Diagnosa kebuntingan pada sapi dapat dilakukan dengan mengetahui 

ukuran Non-Return Rate (NRR), palpasi rektal dan Conseption Rate (CR) ,

Non Return Rate (NRR) yaitu persentase jumlah ternak yang tidak kembali 

estrus antara hari ke 60-90 sesudah  dikawinkan. Nilai-nilai ini disebut juga nilai 

NRR pada 28 sampai 35 hari atau nilai NRR pada 60 sampai 90 hari. Non return 

rate merupakan kriteria umum yang dipakai  secara luas untuk menentukan 

kebuntingan. Meskipun demikian ada  beberapa kelemahan-kelamahannya 

yaitu tidak semua ternak dapat diamati secara cermat sehingga tidak semua ternak 

yang kembali berahi diketahui. Ada juga kejadian dimana ternak bunting dapat 

menunjukkan berahi dan sapi tidak bunting atau mengalami abortus menunjukkan anestrus ,

Palpasi rektal merupakan suatu cara untuk mendiagnosa kebuntingan. 

Indikasi ternak bunting dapat diketahui melalui palpasi per rektal terhadap 

cornua uteri dimana cornua uteri yang membesar berisi cairan plasenta (amnion dan allantois), palpasi per rektal cornua uteri terhadap kantong amnion, 

Perabaan dan pemantulan kembali fetus di dalam uterus yang membesar yang 

berisi selaput fetus dan cairan plasenta dan melalui perabaan plasenta. Untuk 

mengurangi resiko yang mungkin timbul dalam melakukan palpasi rectal baik 

pemeriksa maupun ternak maka diperlukan kandang jepit dan sarung tangan 

yang menutupi lengan untuk menjaga kebersihan. Palpasi pada 35-40 hari 

kebuntingan lebih membutuhkan kemahiran dari pada tahap  berikutnya. Namun 

demikian bila ketepatan hasil bisa diperoleh pada tahap  ini, maka akan memberikan nilai ekonomis yang lebih tinggi . 
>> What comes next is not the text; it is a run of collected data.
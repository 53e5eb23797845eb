//! Decides, per request, whether the local engine serves it or the owning
//! primary does, and carries it out.

use std::sync::Arc;
use std::time::Duration;

use async_trait::async_trait;
use bytes::Bytes;
use nilis_storage::{StorageEngine, StorageError};
use tracing::{debug, warn};

use crate::config::ClusterSettings;
use crate::context::RequestContext;
use crate::error::DispatchError;
use crate::replication::{
    ReplicatedMutation, ReplicatedOp, ReplicationPropagator,
};
use crate::router::KeyRouter;
use crate::topology::Shard;
use crate::transport::{ClusterTransport, TransportError};

#[derive(Debug, Clone, Copy, PartialEq, Eq)]
pub enum NodeRole {
    /// Serves its shard and ships every committed write to the replicas.
    Primary,
    /// Holds a copy of one shard. Client calls go to the primary.
    Replica,
}

/// Get/Set/Delete as the gRPC surface sees them.
#[async_trait]
pub trait KvDispatch: Send + Sync + 'static {
    /// `Ok(None)` when the owning shard has no record for `key`.
    async fn get(
        &self,
        ctx: RequestContext,
        key: String,
    ) -> Result<Option<Bytes>, DispatchError>;

    async fn set(
        &self,
        ctx: RequestContext,
        key: String,
        value: Bytes,
    ) -> Result<(), DispatchError>;

    async fn delete(
        &self,
        ctx: RequestContext,
        key: String,
    ) -> Result<(), DispatchError>;
}

enum Route<'a> {
    Local,
    Remote(&'a Shard),
}

pub struct Dispatcher {
    engine: Arc<StorageEngine>,
    router: KeyRouter,
    local_shard: Shard,
    role: NodeRole,
    transport: Arc<dyn ClusterTransport>,
    propagator: Option<Arc<ReplicationPropagator>>,
    forward_timeout: Duration,
}

impl Dispatcher {
    pub fn new(
        engine: Arc<StorageEngine>,
        settings: &ClusterSettings,
        transport: Arc<dyn ClusterTransport>,
        propagator: Option<Arc<ReplicationPropagator>>,
        forward_timeout: Duration,
    ) -> Self {
        Self {
            engine,
            router: KeyRouter::new(settings.topology.clone()),
            local_shard: settings.local_shard.clone(),
            role: settings.role,
            transport,
            propagator,
            forward_timeout,
        }
    }

    pub fn local_shard(&self) -> &Shard {
        &self.local_shard
    }

    pub fn role(&self) -> NodeRole {
        self.role
    }

    pub fn router(&self) -> &KeyRouter {
        &self.router
    }

    pub fn engine(&self) -> &Arc<StorageEngine> {
        &self.engine
    }

    fn resolve(
        &self,
        ctx: &RequestContext,
        key: &str,
    ) -> Result<Route<'_>, DispatchError> {
        if ctx.is_expired() {
            return Err(DispatchError::Cancelled);
        }
        if key.is_empty() {
            return Err(DispatchError::InvalidArgument(
                "key must not be empty".into(),
            ));
        }
        let owner = self.router.route(key);
        if self.role == NodeRole::Primary && owner.id == self.local_shard.id {
            return Ok(Route::Local);
        }
        if ctx.forwarded {
            return Err(DispatchError::Misrouted {
                local: self.local_shard.id,
                owner: owner.id,
            });
        }
        Ok(Route::Remote(owner))
    }

    /// Run `op` against the engine on the blocking pool.
    async fn run_local<T, F>(&self, op: F) -> Result<T, DispatchError>
    where
        T: Send + 'static,
        F: FnOnce(
                &StorageEngine,
                Option<&ReplicationPropagator>,
            ) -> Result<T, StorageError>
            + Send
            + 'static,
    {
        let engine = self.engine.clone();
        let propagator = self.propagator.clone();
        let result =
            tokio::task::spawn_blocking(move || op(&engine, propagator.as_deref()))
                .await
                .map_err(|e| DispatchError::Internal(e.to_string()))?;
        Ok(result?)
    }

    fn remote_error(&self, shard: &Shard, err: TransportError) -> DispatchError {
        warn!(shard = shard.id, address = %shard.address, error = %err, "forwarding to shard failed");
        if err.is_unavailable() {
            return DispatchError::Unavailable {
                shard: shard.id,
                address: shard.address.clone(),
                source: err,
            };
        }
        match err {
            TransportError::GrpcError(status) => DispatchError::Remote {
                shard: shard.id,
                status,
            },
            source => DispatchError::Unavailable {
                shard: shard.id,
                address: shard.address.clone(),
                source,
            },
        }
    }
}

#[async_trait]
impl KvDispatch for Dispatcher {
    async fn get(
        &self,
        ctx: RequestContext,
        key: String,
    ) -> Result<Option<Bytes>, DispatchError> {
        match self.resolve(&ctx, &key)? {
            Route::Local => {
                self.run_local(move |engine, _| {
                    Ok(engine.get(key.as_bytes())?.map(Bytes::from))
                })
                .await
            }
            Route::Remote(shard) => {
                debug!(key = %key, shard = shard.id, "forwarding get");
                let timeout = ctx.effective_timeout(self.forward_timeout);
                self.transport
                    .get(&shard.address, &key, timeout)
                    .await
                    .map_err(|e| self.remote_error(shard, e))
            }
        }
    }

    async fn set(
        &self,
        ctx: RequestContext,
        key: String,
        value: Bytes,
    ) -> Result<(), DispatchError> {
        match self.resolve(&ctx, &key)? {
            Route::Local => {
                let shard_id = self.local_shard.id;
                self.run_local(move |engine, propagator| {
                    let seq = engine.set(key.as_bytes(), &value)?;
                    // queued from the blocking task so a dropped client
                    // call cannot skip it
                    if let Some(propagator) = propagator {
                        propagator.propagate(ReplicatedMutation {
                            shard_id,
                            seq,
                            key,
                            op: ReplicatedOp::Set(value),
                        });
                    }
                    Ok(())
                })
                .await
            }
            Route::Remote(shard) => {
                debug!(key = %key, shard = shard.id, "forwarding set");
                let timeout = ctx.effective_timeout(self.forward_timeout);
                self.transport
                    .set(&shard.address, &key, value, timeout)
                    .await
                    .map_err(|e| self.remote_error(shard, e))
            }
        }
    }

    async fn delete(
        &self,
        ctx: RequestContext,
        key: String,
    ) -> Result<(), DispatchError> {
        match self.resolve(&ctx, &key)? {
            Route::Local => {
                let shard_id = self.local_shard.id;
                self.run_local(move |engine, propagator| {
                    let seq = engine.delete(key.as_bytes())?;
                    if let Some(propagator) = propagator {
                        propagator.propagate(ReplicatedMutation {
                            shard_id,
                            seq,
                            key,
                            op: ReplicatedOp::Delete,
                        });
                    }
                    Ok(())
                })
                .await
            }
            Route::Remote(shard) => {
                debug!(key = %key, shard = shard.id, "forwarding delete");
                let timeout = ctx.effective_timeout(self.forward_timeout);
                self.transport
                    .delete(&shard.address, &key, timeout)
                    .await
                    .map_err(|e| self.remote_error(shard, e))
            }
        }
    }
}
Conception Rate (CR) yaitu persentase sapi betina yang bunting pada inseminasi pertama yang disebut juga sebagai angka konsepsi. Angka konsepsi 

ditentukan berdasarkan hasil diagnosa kebuntingan dalam waktu 40-60 hari  

sesudah inseminasi 

Kadar progesteron dapat dipakai  sebagai cara untuk mendeteksi 

kebuntingan. Sapi yang bunting korpus luteumnya akan tetap persisten selama 

bunting sehingga kadar hormon progesterone dalam darah tetap tinggi. Sedangkan pada hewan yang tidak bunting kadar progesteron akan turun akibat 

regresi korpus luteum pada hari ke 18-24 sesudah  berahi. Kadar progresteron 

lebih dari 11 ng/ml menandakan adanya kebuntingan.